> [WHAT THE EXERCISE ASKS]
Give the data again in full, with every character unchanged.

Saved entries
━━━━━━━━
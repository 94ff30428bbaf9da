//! Source information attached to nodes and diagnostics

use crate::types::{FileId, Location, Range};
use serde::{Deserialize, Serialize};

/// A range of text in a specific source file
#[derive(Debug, Clone, PartialEq, Serialize, Deserialize)]
pub struct SourceInfo {
    /// The file the range belongs to
    pub file_id: FileId,
    /// The range in that file
    pub range: Range,
}

impl Default for SourceInfo {
    fn default() -> Self {
        SourceInfo::point(FileId(0), Location::default())
    }
}

impl SourceInfo {
    /// Create source info for a range in an original file
    pub fn original(file_id: FileId, range: Range) -> Self {
        SourceInfo { file_id, range }
    }

    /// Create source info covering a single location
    pub fn point(file_id: FileId, location: Location) -> Self {
        SourceInfo {
            file_id,
            range: Range {
                start: location,
                end: location,
            },
        }
    }

    /// Create source info spanning `len` bytes (and characters) on one line
    /// starting at `start`.
    pub fn span(file_id: FileId, start: Location, len: usize) -> Self {
        SourceInfo {
            file_id,
            range: Range {
                start,
                end: Location {
                    offset: start.offset + len,
                    row: start.row,
                    column: start.column + len,
                },
            },
        }
    }

    /// Byte offset where this range starts.
    pub fn start_offset(&self) -> usize {
        self.range.start.offset
    }

    /// Byte offset where this range ends.
    pub fn end_offset(&self) -> usize {
        self.range.end.offset
    }

    /// Length of the range in bytes.
    pub fn length(&self) -> usize {
        self.range.end.offset.saturating_sub(self.range.start.offset)
    }
}
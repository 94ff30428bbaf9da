//! XML Document Transform engine.
//!
//! A transform document mirrors the structure of the document it edits and
//! marks elements with directives from the
//! `http://schemas.microsoft.com/XML-Document-Transform` namespace:
//!
//! ```xml
//! <configuration xmlns:xdt="http://schemas.microsoft.com/XML-Document-Transform">
//!   <appSettings>
//!     <add key="mode" value="release"
//!          xdt:Transform="SetAttributes(value)" xdt:Locator="Match(key)"/>
//!   </appSettings>
//!   <system.web>
//!     <compilation xdt:Transform="RemoveAttributes(debug)"/>
//!   </system.web>
//! </configuration>
//! ```
//!
//! [`XmlTransformation::apply`] edits the source document in place. The
//! source keeps its formatting everywhere a directive did not touch it, and
//! every problem comes back as a located diagnostic in a [`TransformReport`].
//!
//! # Modules
//!
//! - [`directive`]: reading `xdt:Transform` and `xdt:Locator`
//! - [`locator`]: finding target nodes in the source
//! - [`transforms`]: the named operations and their registry
//! - [`transformation`]: the walk over the transform document
//! - [`logger`]: the logging capability
//! - [`lookup`]: queries against the pre-transform document
//! - [`options`]: TOML-loadable options

pub mod directive;
pub mod error;
pub mod locator;
pub mod logger;
pub mod lookup;
pub mod options;
pub mod transformation;
pub mod transforms;

pub use directive::{Directive, LocatorSpec, OperationSpec, XDT_NAMESPACE, parse_directives};
pub use error::{Error, Result, TransformError};
pub use logger::{
    CollectingLogger, LogEntry, LogLocation, MessageType, TracingLogger, TransformationLogger,
};
pub use lookup::{OriginalDocument, OriginalDocumentLookup};
pub use options::TransformOptions;
pub use transformation::{
    DocumentKind, TransformContext, TransformDiagnostic, TransformReport, XmlTransformation,
};
pub use transforms::{ExecutionContext, Transform, TransformRegistry};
━━━━━━━━
> [SOLUTION TO THIS PROBLEM]
repository 94ff30428bbaf9da
//! Source information attached to nodes and diagnostics

use crate::types::{FileId, Location, Range};
use serde::{Deserialize, Serialize};

/// A range of text in a specific source file
#[derive(Debug, Clone, PartialEq, Serialize, Deserialize)]
pub struct SourceInfo {
    /// The file the range belongs to
    pub file_id: FileId,
    /// The range in that file
    pub range: Range,
}

impl Default for SourceInfo {
    fn default() -> Self {
        SourceInfo::point(FileId(0), Location::default())
    }
}

impl SourceInfo {
    /// Create source info for a range in an original file
    pub fn original(file_id: FileId, range: Range) -> Self {
        SourceInfo { file_id, range }
    }

    /// Create source info covering a single location
    pub fn point(file_id: FileId, location: Location) -> Self {
        SourceInfo {
            file_id,
            range: Range {
                start: location,
                end: location,
            },
        }
    }

    /// Create source info spanning `len` bytes (and characters) on one line
    /// starting at `start`.
    pub fn span(file_id: FileId, start: Location, len: usize) -> Self {
        SourceInfo {
            file_id,
            range: Range {
                start,
                end: Location {
                    offset: start.offset + len,
                    row: start.row,
                    column: start.column + len,
                },
            },
        }
    }

    /// Byte offset where this range starts.
    pub fn start_offset(&self) -> usize {
        self.range.start.offset
    }

    /// Byte offset where this range ends.
    pub fn end_offset(&self) -> usize {
        self.range.end.offset
    }

    /// Length of the range in bytes.
    pub fn length(&self) -> usize {
        self.range.end.offset.saturating_sub(self.range.start.offset)
    }
}
repository 94ff30428bbaf9da
//! XML Document Transform engine.
//!
//! A transform document mirrors the structure of the document it edits and
//! marks elements with directives from the
//! `http://schemas.microsoft.com/XML-Document-Transform` namespace:
//!
//! ```xml
//! <configuration xmlns:xdt="http://schemas.microsoft.com/XML-Document-Transform">
//!   <appSettings>
//!     <add key="mode" value="release"
//!          xdt:Transform="SetAttributes(value)" xdt:Locator="Match(key)"/>
//!   </appSettings>
//!   <system.web>
//!     <compilation xdt:Transform="RemoveAttributes(debug)"/>
//!   </system.web>
//! </configuration>
//! ```
//!
//! [`XmlTransformation::apply`] edits the source document in place. The
//! source keeps its formatting everywhere a directive did not touch it, and
//! every problem comes back as a located diagnostic in a [`TransformReport`].
//!
//! # Modules
//!
//! - [`directive`]: reading `xdt:Transform` and `xdt:Locator`
//! - [`locator`]: finding target nodes in the source
//! - [`transforms`]: the named operations and their registry
//! - [`transformation`]: the walk over the transform document
//! - [`logger`]: the logging capability
//! - [`lookup`]: queries against the pre-transform document
//! - [`options`]: TOML-loadable options

pub mod directive;
pub mod error;
pub mod locator;
pub mod logger;
pub mod lookup;
pub mod options;
pub mod transformation;
pub mod transforms;

pub use directive::{Directive, LocatorSpec, OperationSpec, XDT_NAMESPACE, parse_directives};
pub use error::{Error, Result, TransformError};
pub use logger::{
    CollectingLogger, LogEntry, LogLocation, MessageType, TracingLogger, TransformationLogger,
};
pub use lookup::{OriginalDocument, OriginalDocumentLookup};
pub use options::TransformOptions;
pub use transformation::{
    DocumentKind, TransformContext, TransformDiagnostic, TransformReport, XmlTransformation,
};
pub use transforms::{ExecutionContext, Transform, TransformRegistry};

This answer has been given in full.